In my latest position, as an IT Operations Manager I was confronted to the classic problems of a non-mature Operations: We were understaffed, in a fire-fighting mode, there was poor documentation (either missing or not up-to-date, often misleading), almost no backup, and the team members had almost no overlap in their skillsets and were demotivated.

I couldn't afford to lose a single person of my team as the knowledge lost would be dire for the company, and to make things even more complicated, our CEO wanted us to be able to deploy our home made software to remote client sites.

On the good side, one of my team member had an excellent knowledge of the home made software, another was a good perl developer, there was a good knowledge of Suse, rpm packaging and they already had a set up a subversion repository and a basic puppet setup.

To consolidate the knowledge and move away from manual operations, it was decided to use svn, puppet, Suse and pxe to build a self-documented agile infrastructure where anyone would be able to deploy new services.

The basic blocks

The applications was packaged using rpm and the latest valid version stored on a file server, but all the configuration files (including those needed to build the packages) were stored in subversion.

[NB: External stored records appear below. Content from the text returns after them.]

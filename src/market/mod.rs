//! Market data providers.
//!
//! Defines the `MarketProvider` trait and provides implementations for:
//! - ESI: the live, paginated game API
//! - a JSON order snapshot loaded wholesale into memory
//! - a SQLite order database (indexed local snapshot)
//!
//! The deal scanner only sees the trait; which backend runs is decided by
//! `[data].provider` in config.

pub mod esi;
pub mod snapshot;
pub mod sqlite;

use anyhow::Result;
use async_trait::async_trait;
use std::sync::Arc;

use crate::catalog::Catalog;
use crate::config::{DataConfig, ProviderKind};
use crate::types::{LocationId, Order, RegionId, Side, TypeId};

/// Abstraction over market order sources.
#[async_trait]
pub trait MarketProvider: Send + Sync {
    /// Fetch orders of `side` for any of `type_ids` in any of `region_ids`.
    async fn list_orders(
        &self,
        region_ids: &[RegionId],
        type_ids: &[TypeId],
        side: Side,
    ) -> Result<Vec<Order>>;

    /// Lowest price among matching orders in a region, optionally
    /// restricted to one solar system. `None` if nothing is listed.
    async fn lowest_price(
        &self,
        region_id: RegionId,
        type_id: TypeId,
        side: Side,
        location_id: Option<LocationId>,
    ) -> Result<Option<f64>> {
        let orders = self.list_orders(&[region_id], &[type_id], side).await?;
        Ok(orders
            .iter()
            .filter(|o| location_id.map_or(true, |loc| o.location_id == loc))
            .map(|o| o.price)
            .min_by(f64::total_cmp))
    }

    /// Backend name for logging.
    fn name(&self) -> &str;
}

/// Build the configured provider. The ESI client is also returned as a
/// remote catalog so names and routes can be resolved online.
pub async fn build_provider(
    data: &DataConfig,
) -> Result<(Arc<dyn MarketProvider>, Option<Arc<dyn Catalog>>)> {
    let esi = Arc::new(esi::EsiClient::new(data.esi_base_url.as_deref())?);
    let remote: Option<Arc<dyn Catalog>> = if data.offline {
        None
    } else {
        Some(esi.clone() as Arc<dyn Catalog>)
    };

    let provider: Arc<dyn MarketProvider> = match data.provider {
        ProviderKind::Esi => esi as Arc<dyn MarketProvider>,
        ProviderKind::Snapshot => {
            Arc::new(snapshot::OrderSnapshot::load_or_empty(&data.orders_snapshot_path))
        }
        ProviderKind::Sqlite => match sqlite::SqliteMarket::connect(&data.sqlite_url).await {
            Ok(market) => Arc::new(market) as Arc<dyn MarketProvider>,
            Err(e) => {
                tracing::warn!(error = %format!("{e:#}"), "Market database unavailable, serving no orders");
                Arc::new(snapshot::OrderSnapshot::default()) as Arc<dyn MarketProvider>
            }
        },
    };
    tracing::info!(provider = provider.name(), "Market provider ready");
    Ok((provider, remote))
}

This way, it was possible to keep track of the changes (who, why) while at the same time having a way to retrieve the latest valid version using a simple 'svn co'. The svn commits were sent to all team members, so it kept everyone informed of what was going on.

The recipes

The services and server setup were described in puppet and stored in subversion. The services were described in a generic manner using templates as configuration files so you could instantiate a new service by deploying the needed rpms and creating "on the fly" the configuration files adapted to that specific instance. The important idea was that no manual operation was needed to deploy a new service thus allowing it to be perfectly reproductible.

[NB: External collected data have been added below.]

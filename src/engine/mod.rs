//! Core engine: the scan pipeline and what runs around it.

pub mod evaluator;
pub mod notifier;
pub mod scanner;
pub mod service;

pub use scanner::DealScanner;
pub use service::ScanService;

Thanks to this solution, one could easily deploy a new instance of a service on either a physical or virtual machine. As we were in a j2ee world with a multi-tiered application, you could either stack several services on a machine (for development or testing for instance) or one service per machine, depending on your needs.

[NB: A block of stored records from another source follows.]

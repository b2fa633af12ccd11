//! Deal alerts.
//!
//! `AlertManager` decides which deals are worth an alert and remembers what
//! it already sent, so a long-running service does not repeat itself.
//! Delivery goes through one or more `Notifier` backends.

use anyhow::{Context, Result};
use async_trait::async_trait;
use std::collections::HashSet;
use tracing::{debug, info, warn};

use crate::config::NotificationsConfig;
use crate::report::format_isk;
use crate::types::Deal;

/// A delivery channel for alerts.
#[async_trait]
pub trait Notifier: Send + Sync {
    async fn notify(&self, title: &str, message: &str) -> Result<()>;

    fn name(&self) -> &str;
}

/// Writes alerts to the log.
pub struct LogNotifier;

#[async_trait]
impl Notifier for LogNotifier {
    async fn notify(&self, title: &str, message: &str) -> Result<()> {
        info!(title, message, "Deal alert");
        Ok(())
    }

    fn name(&self) -> &str {
        "log"
    }
}

/// Desktop notifications via `notify-send`.
pub struct DesktopNotifier {
    app_name: String,
}

impl DesktopNotifier {
    pub fn new(app_name: impl Into<String>) -> Self {
        Self {
            app_name: app_name.into(),
        }
    }
}

#[async_trait]
impl Notifier for DesktopNotifier {
    async fn notify(&self, title: &str, message: &str) -> Result<()> {
        let output = tokio::process::Command::new("notify-send")
            .args(["--app-name", &self.app_name, "--expire-time", "10000", title, message])
            .output()
            .await
            .context("notify-send subprocess error")?;

        if !output.status.success() {
            anyhow::bail!(
                "notify-send exited with {}: {}",
                output.status,
                String::from_utf8_lossy(&output.stderr).trim()
            );
        }
        Ok(())
    }

    fn name(&self) -> &str {
        "desktop"
    }
}

pub struct AlertManager {
    enabled: bool,
    min_savings_percent: f64,
    max_notifications: usize,
    /// `type_id:location_id:order_id` of every deal already alerted.
    sent: HashSet<String>,
    notifiers: Vec<Box<dyn Notifier>>,
}

impl AlertManager {
    pub fn new(
        enabled: bool,
        min_savings_percent: f64,
        max_notifications: usize,
        notifiers: Vec<Box<dyn Notifier>>,
    ) -> Self {
        Self {
            enabled,
            min_savings_percent,
            max_notifications,
            sent: HashSet::new(),
            notifiers,
        }
    }

    pub fn from_config(cfg: &NotificationsConfig) -> Self {
        let mut notifiers: Vec<Box<dyn Notifier>> = vec![Box::new(LogNotifier)];
        if cfg.desktop {
            notifiers.push(Box::new(DesktopNotifier::new("marketbot")));
        }
        Self::new(
            cfg.enabled,
            cfg.min_savings_percent,
            cfg.max_notifications,
            notifiers,
        )
    }

    pub fn dedupe_key(deal: &Deal) -> String {
        format!("{}:{}:{}", deal.type_id, deal.location_id, deal.order_id)
    }

    /// Alert on the top deals meeting the savings threshold. `deals` is
    /// expected best-first. Returns how many alerts were delivered.
    pub async fn notify_deals(&mut self, deals: &[Deal], reference_name: &str) -> usize {
        if !self.enabled {
            debug!("Notifications disabled");
            return 0;
        }

        let notable: Vec<&Deal> = deals
            .iter()
            .filter(|d| d.savings_percent >= self.min_savings_percent)
            .take(self.max_notifications)
            .collect();
        if notable.is_empty() {
            debug!(min_savings_percent = self.min_savings_percent, "No deals worth an alert");
            return 0;
        }

        let mut delivered = 0;
        for deal in notable {
            let key = Self::dedupe_key(deal);
            if self.sent.contains(&key) {
                continue;
            }

            let (title, message) = format_alert(deal, reference_name);
            let mut any_ok = false;
            for notifier in &self.notifiers {
                match notifier.notify(&title, &message).await {
                    Ok(()) => any_ok = true,
                    Err(e) => warn!(
                        error = %e,
                        notifier = notifier.name(),
                        deal = %deal.type_name,
                        "Failed to send notification"
                    ),
                }
            }
            if any_ok {
                self.sent.insert(key);
                delivered += 1;
            }
        }

        info!(delivered, "Deal notifications sent");
        delivered
    }
}

fn format_alert(deal: &Deal, reference_name: &str) -> (String, String) {
    let title = format!("Market Deal: {}", deal.type_name);
    let message = format!(
        "Location: {} ({} jumps from {})\nPrice: {} ISK\nHub Price: {} ISK\nSavings: {} ISK ({:.2}%)",
        deal.location_name,
        deal.distance,
        reference_name,
        format_isk(deal.price),
        format_isk(deal.hub_price),
        format_isk(deal.savings),
        deal.savings_percent,
    );
    (title, message)
}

The nice side effect is that puppet is the live documentation of your systems as it defines and enforces the active configurations! Since the puppet files are also stored in svn, it is possible to see all the changes for a file through time with the associated comments.

The drawback of the system is that extreme care must be taken not to manually tamper with the configuration of the servers: everything MUST go through puppet, and the comments must be kept relevant.

The deployment system

The machines could be either physical or virtual machines, and pxe combined with kickstart is used to deploy a basic setup consisting of a basic Suse + puppet. Of course the kickstart files are stored in svn. Once the server is deployed, puppet can then populate the server with a set of services/configuration.

The backup server

Since a service/server could be easily reinstalled using this solution, there was no need to backup them which is a big time and tape saver.

This way you can concentrate on saving your application data, that is your production dataset as well as the files on the file server and the subversion repository.

In our setup, it was decided to sync the subversion repository and the files stored on the fileserver between 2 sites. Also, thanks to the use of subversion, everyone in the team had the files on their own machine.

Disaster recovery

During the implementation, cross-dependencies between the subversion, installation, puppet, file and backup servers were considered in order to allow a complete restoration of the infrastructure, provided that we had access to the backup tapes and could reinstall the backup server manually using a Suse install media.

It was decided that the subversion, file, build and installation services would be installed on a single machine. From there, you could reinstall the puppet server via a very limited set of operations that were documented with care (basically, installing the packages and checking out the svn repository).

Once this is done, and provided all your infrastructure is described using puppet recipes, you can easily repopulate your servers in a case of disaster recovery, but it could also be used to install everything on a remote site, provided you have a machine were you can bootstrap your infrastructure.